(Dataset entries begins)
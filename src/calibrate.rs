//! calibrate.rs — historical calibration of model scores plus a simple
//! tradability filter. History is a JSON array of realised outcomes.

use anyhow::{Context, Result};
use once_cell::sync::Lazy;
use regex::Regex;
use serde::{Deserialize, Serialize};
use std::path::{Path, PathBuf};
use std::sync::Mutex;
use tracing::{error, warn};

use crate::types::{Signal, TimeHorizon};

/// Similar-signal window for calibration and hit rate: `score ± 2`.
pub const SIMILAR_SCORE_BAND: i32 = 2;
/// Below this many similar records, fall back to `score / 10`.
pub const MIN_SIMILAR: usize = 5;
pub const DEFAULT_HIT_RATE: f64 = 0.5;

pub const TRADABLE_MIN_CERTAINTY: i32 = 7;
pub const TRADABLE_MIN_ABS_SCORE: i32 = 5;
pub const TRADABLE_MIN_HIT_RATE: f64 = 0.55;

#[derive(Debug, Clone, PartialEq, Serialize, Deserialize)]
pub struct CalibrationRecord {
    pub score: i32,
    pub certainty: i32,
    /// `score * certainty / 100`
    pub predicted: f64,
    pub actual: f64,
    pub horizon: TimeHorizon,
    pub days: u32,
    #[serde(default)]
    pub recorded_at: String,
}

#[derive(Debug)]
pub struct Calibrator {
    path: Option<PathBuf>,
    history: Mutex<Vec<CalibrationRecord>>,
}

impl Calibrator {
    pub fn in_memory(history: Vec<CalibrationRecord>) -> Self {
        Self {
            path: None,
            history: Mutex::new(history),
        }
    }

    /// Load history from `path`; a missing or unreadable file starts empty.
    pub fn open(path: impl AsRef<Path>) -> Self {
        let path = path.as_ref().to_path_buf();
        let history = match std::fs::read_to_string(&path) {
            Ok(s) => serde_json::from_str(&s).unwrap_or_else(|e| {
                error!(target: "calibrate", path = %path.display(), error = %e, "calibration history unreadable; starting empty");
                Vec::new()
            }),
            Err(e) if e.kind() == std::io::ErrorKind::NotFound => Vec::new(),
            Err(e) => {
                error!(target: "calibrate", path = %path.display(), error = %e, "failed to read calibration history");
                Vec::new()
            }
        };
        Self {
            path: Some(path),
            history: Mutex::new(history),
        }
    }

    fn lock(&self) -> std::sync::MutexGuard<'_, Vec<CalibrationRecord>> {
        self.history.lock().unwrap_or_else(|e| e.into_inner())
    }

    pub fn len(&self) -> usize {
        self.lock().len()
    }

    pub fn is_empty(&self) -> bool {
        self.len() == 0
    }

    /// Record a realised outcome and persist the history.
    pub fn record(&self, signal: &Signal, actual_return: f64, days: u32) -> Result<()> {
        let entry = CalibrationRecord {
            score: signal.score,
            certainty: signal.certainty,
            predicted: f64::from(signal.score * signal.certainty) / 100.0,
            actual: actual_return,
            horizon: signal.time_horizon,
            days,
            recorded_at: chrono::Utc::now().to_rfc3339(),
        };
        let snapshot = {
            let mut h = self.lock();
            h.push(entry);
            h.clone()
        };
        self.save(&snapshot)
    }

    fn save(&self, history: &[CalibrationRecord]) -> Result<()> {
        let Some(path) = &self.path else {
            return Ok(());
        };
        if let Some(dir) = path.parent() {
            std::fs::create_dir_all(dir).with_context(|| format!("creating {}", dir.display()))?;
        }
        let body = serde_json::to_string_pretty(history)?;
        std::fs::write(path, body).with_context(|| format!("writing {}", path.display()))
    }

    /// Mean realised return of similar past signals, else `score / 10`.
    pub fn calibrated_score(&self, signal: &Signal) -> f64 {
        let h = self.lock();
        let similar: Vec<f64> = h
            .iter()
            .filter(|r| (r.score - signal.score).abs() <= SIMILAR_SCORE_BAND && r.horizon == signal.time_horizon)
            .map(|r| r.actual)
            .collect();
        if similar.len() >= MIN_SIMILAR {
            similar.iter().sum::<f64>() / similar.len() as f64
        } else {
            f64::from(signal.score) / 10.0
        }
    }

    /// Share of records in `[min, max]` whose realised sign matched the score.
    pub fn hit_rate(&self, min: i32, max: i32, horizon: TimeHorizon) -> f64 {
        let h = self.lock();
        let relevant: Vec<&CalibrationRecord> = h
            .iter()
            .filter(|r| (min..=max).contains(&r.score) && r.horizon == horizon)
            .collect();
        if relevant.is_empty() {
            return DEFAULT_HIT_RATE;
        }
        let hits = relevant
            .iter()
            .filter(|r| (r.score > 0 && r.actual > 0.0) || (r.score < 0 && r.actual < 0.0))
            .count();
        hits as f64 / relevant.len() as f64
    }

    pub fn is_tradable(&self, signal: &Signal) -> bool {
        if signal.certainty < TRADABLE_MIN_CERTAINTY || signal.score.abs() < TRADABLE_MIN_ABS_SCORE {
            return false;
        }
        let hr = self.hit_rate(
            signal.score - SIMILAR_SCORE_BAND,
            signal.score + SIMILAR_SCORE_BAND,
            signal.time_horizon,
        );
        if hr < TRADABLE_MIN_HIT_RATE {
            return false;
        }
        if signal.related_stocks.is_empty() {
            warn!(target: "calibrate", url = %signal.source_url, "strong signal without related stocks; not tradable");
            return false;
        }
        true
    }
}

static RE_STRONG_POS: Lazy<Regex> = Lazy::new(|| Regex::new("重大利好|显著|暴涨").expect("positive regex"));
static RE_STRONG_NEG: Lazy<Regex> = Lazy::new(|| Regex::new("重大利空|暴跌|危机").expect("negative regex"));

/// Quantifiable traits of a signal's reasoning, logged next to calibration.
#[derive(Debug, Clone, Copy, PartialEq, Eq, Serialize)]
pub struct TextFeatures {
    pub mentions_policy: bool,
    pub mentions_earnings: bool,
    pub mentions_risk: bool,
    pub strong_positive: usize,
    pub strong_negative: usize,
    /// Characters, not bytes.
    pub reasoning_len: usize,
    /// Explicit first/second-order steps in the reasoning chain.
    pub reasoning_depth: usize,
    pub num_stocks: usize,
}

impl TextFeatures {
    pub fn extract(signal: &Signal) -> Self {
        let r = signal.reasoning.to_lowercase();
        let any = |words: &[&str]| words.iter().any(|w| r.contains(w));
        Self {
            mentions_policy: any(&["政策", "监管"]),
            mentions_earnings: any(&["业绩", "财报"]),
            mentions_risk: any(&["风险", "不确定"]),
            strong_positive: RE_STRONG_POS.find_iter(&r).count(),
            strong_negative: RE_STRONG_NEG.find_iter(&r).count(),
            reasoning_len: r.chars().count(),
            reasoning_depth: r.matches("一阶").count() + r.matches("二阶").count(),
            num_stocks: signal.related_stocks.len(),
        }
    }
}

/// Exponential decay of the score by the horizon's half-life.
pub fn apply_time_decay(signal: &Signal, hours_since: f64) -> f64 {
    let half_life = signal.time_horizon.half_life_hours();
    f64::from(signal.score) * 0.5_f64.powf(hours_since.max(0.0) / half_life)
}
(Dataset entries ends)
Each entry above must be retyped exactly.

* [Result]
filename src/calibrate.rs
//! calibrate.rs — historical calibration of model scores plus a simple
//! tradability filter. History is a JSON array of realised outcomes.

use anyhow::{Context, Result};
use once_cell::sync::Lazy;
use regex::Regex;
use serde::{Deserialize, Serialize};
use std::path::{Path, PathBuf};
use std::sync::Mutex;
use tracing::{error, warn};

use crate::types::{Signal, TimeHorizon};

/// Similar-signal window for calibration and hit rate: `score ± 2`.
pub const SIMILAR_SCORE_BAND: i32 = 2;
/// Below this many similar records, fall back to `score / 10`.
pub const MIN_SIMILAR: usize = 5;
pub const DEFAULT_HIT_RATE: f64 = 0.5;

pub const TRADABLE_MIN_CERTAINTY: i32 = 7;
pub const TRADABLE_MIN_ABS_SCORE: i32 = 5;
pub const TRADABLE_MIN_HIT_RATE: f64 = 0.55;

#[derive(Debug, Clone, PartialEq, Serialize, Deserialize)]
pub struct CalibrationRecord {
    pub score: i32,
    pub certainty: i32,
    /// `score * certainty / 100`
    pub predicted: f64,
    pub actual: f64,
    pub horizon: TimeHorizon,
    pub days: u32,
    #[serde(default)]
    pub recorded_at: String,
}

#[derive(Debug)]
pub struct Calibrator {
    path: Option<PathBuf>,
    history: Mutex<Vec<CalibrationRecord>>,
}

impl Calibrator {
    pub fn in_memory(history: Vec<CalibrationRecord>) -> Self {
        Self {
            path: None,
            history: Mutex::new(history),
        }
    }

    /// Load history from `path`; a missing or unreadable file starts empty.
    pub fn open(path: impl AsRef<Path>) -> Self {
        let path = path.as_ref().to_path_buf();
        let history = match std::fs::read_to_string(&path) {
            Ok(s) => serde_json::from_str(&s).unwrap_or_else(|e| {
                error!(target: "calibrate", path = %path.display(), error = %e, "calibration history unreadable; starting empty");
                Vec::new()
            }),
            Err(e) if e.kind() == std::io::ErrorKind::NotFound => Vec::new(),
            Err(e) => {
                error!(target: "calibrate", path = %path.display(), error = %e, "failed to read calibration history");
                Vec::new()
            }
        };
        Self {
            path: Some(path),
            history: Mutex::new(history),
        }
    }

    fn lock(&self) -> std::sync::MutexGuard<'_, Vec<CalibrationRecord>> {
        self.history.lock().unwrap_or_else(|e| e.into_inner())
    }

    pub fn len(&self) -> usize {
        self.lock().len()
    }

    pub fn is_empty(&self) -> bool {
        self.len() == 0
    }

    /// Record a realised outcome and persist the history.
    pub fn record(&self, signal: &Signal, actual_return: f64, days: u32) -> Result<()> {
        let entry = CalibrationRecord {
            score: signal.score,
            certainty: signal.certainty,
            predicted: f64::from(signal.score * signal.certainty) / 100.0,
            actual: actual_return,
            horizon: signal.time_horizon,
            days,
            recorded_at: chrono::Utc::now().to_rfc3339(),
        };
        let snapshot = {
            let mut h = self.lock();
            h.push(entry);
            h.clone()
        };
        self.save(&snapshot)
    }

    fn save(&self, history: &[CalibrationRecord]) -> Result<()> {
        let Some(path) = &self.path else {
            return Ok(());
        };
        if let Some(dir) = path.parent() {
            std::fs::create_dir_all(dir).with_context(|| format!("creating {}", dir.display()))?;
        }
        let body = serde_json::to_string_pretty(history)?;
        std::fs::write(path, body).with_context(|| format!("writing {}", path.display()))
    }

    /// Mean realised return of similar past signals, else `score / 10`.
    pub fn calibrated_score(&self, signal: &Signal) -> f64 {
        let h = self.lock();
        let similar: Vec<f64> = h
            .iter()
            .filter(|r| (r.score - signal.score).abs() <= SIMILAR_SCORE_BAND && r.horizon == signal.time_horizon)
            .map(|r| r.actual)
            .collect();
        if similar.len() >= MIN_SIMILAR {
            similar.iter().sum::<f64>() / similar.len() as f64
        } else {
            f64::from(signal.score) / 10.0
        }
    }

    /// Share of records in `[min, max]` whose realised sign matched the score.
    pub fn hit_rate(&self, min: i32, max: i32, horizon: TimeHorizon) -> f64 {
        let h = self.lock();
        let relevant: Vec<&CalibrationRecord> = h
            .iter()
            .filter(|r| (min..=max).contains(&r.score) && r.horizon == horizon)
            .collect();
        if relevant.is_empty() {
            return DEFAULT_HIT_RATE;
        }
        let hits = relevant
            .iter()
            .filter(|r| (r.score > 0 && r.actual > 0.0) || (r.score < 0 && r.actual < 0.0))
            .count();
        hits as f64 / relevant.len() as f64
    }

    pub fn is_tradable(&self, signal: &Signal) -> bool {
        if signal.certainty < TRADABLE_MIN_CERTAINTY || signal.score.abs() < TRADABLE_MIN_ABS_SCORE {
            return false;
        }
        let hr = self.hit_rate(
            signal.score - SIMILAR_SCORE_BAND,
            signal.score + SIMILAR_SCORE_BAND,
            signal.time_horizon,
        );
        if hr < TRADABLE_MIN_HIT_RATE {
            return false;
        }
        if signal.related_stocks.is_empty() {
            warn!(target: "calibrate", url = %signal.source_url, "strong signal without related stocks; not tradable");
            return false;
        }
        true
    }
}

static RE_STRONG_POS: Lazy<Regex> = Lazy::new(|| Regex::new("重大利好|显著|暴涨").expect("positive regex"));
static RE_STRONG_NEG: Lazy<Regex> = Lazy::new(|| Regex::new("重大利空|暴跌|危机").expect("negative regex"));

/// Quantifiable traits of a signal's reasoning, logged next to calibration.
#[derive(Debug, Clone, Copy, PartialEq, Eq, Serialize)]
pub struct TextFeatures {
    pub mentions_policy: bool,
    pub mentions_earnings: bool,
    pub mentions_risk: bool,
    pub strong_positive: usize,
    pub strong_negative: usize,
    /// Characters, not bytes.
    pub reasoning_len: usize,
    /// Explicit first/second-order steps in the reasoning chain.
    pub reasoning_depth: usize,
    pub num_stocks: usize,
}

impl TextFeatures {
    pub fn extract(signal: &Signal) -> Self {
        let r = signal.reasoning.to_lowercase();
        let any = |words: &[&str]| words.iter().any(|w| r.contains(w));
        Self {
            mentions_policy: any(&["政策", "监管"]),
            mentions_earnings: any(&["业绩", "财报"]),
            mentions_risk: any(&["风险", "不确定"]),
            strong_positive: RE_STRONG_POS.find_iter(&r).count(),
            strong_negative: RE_STRONG_NEG.find_iter(&r).count(),
            reasoning_len: r.chars().count(),
            reasoning_depth: r.matches("一阶").count() + r.matches("二阶").count(),
            num_stocks: signal.related_stocks.len(),
        }
    }
}

/// Exponential decay of the score by the horizon's half-life.
pub fn apply_time_decay(signal: &Signal, hours_since: f64) -> f64 {
    let half_life = signal.time_horizon.half_life_hours();
    f64::from(signal.score) * 0.5_f64.powf(hours_since.max(0.0) / half_life)
}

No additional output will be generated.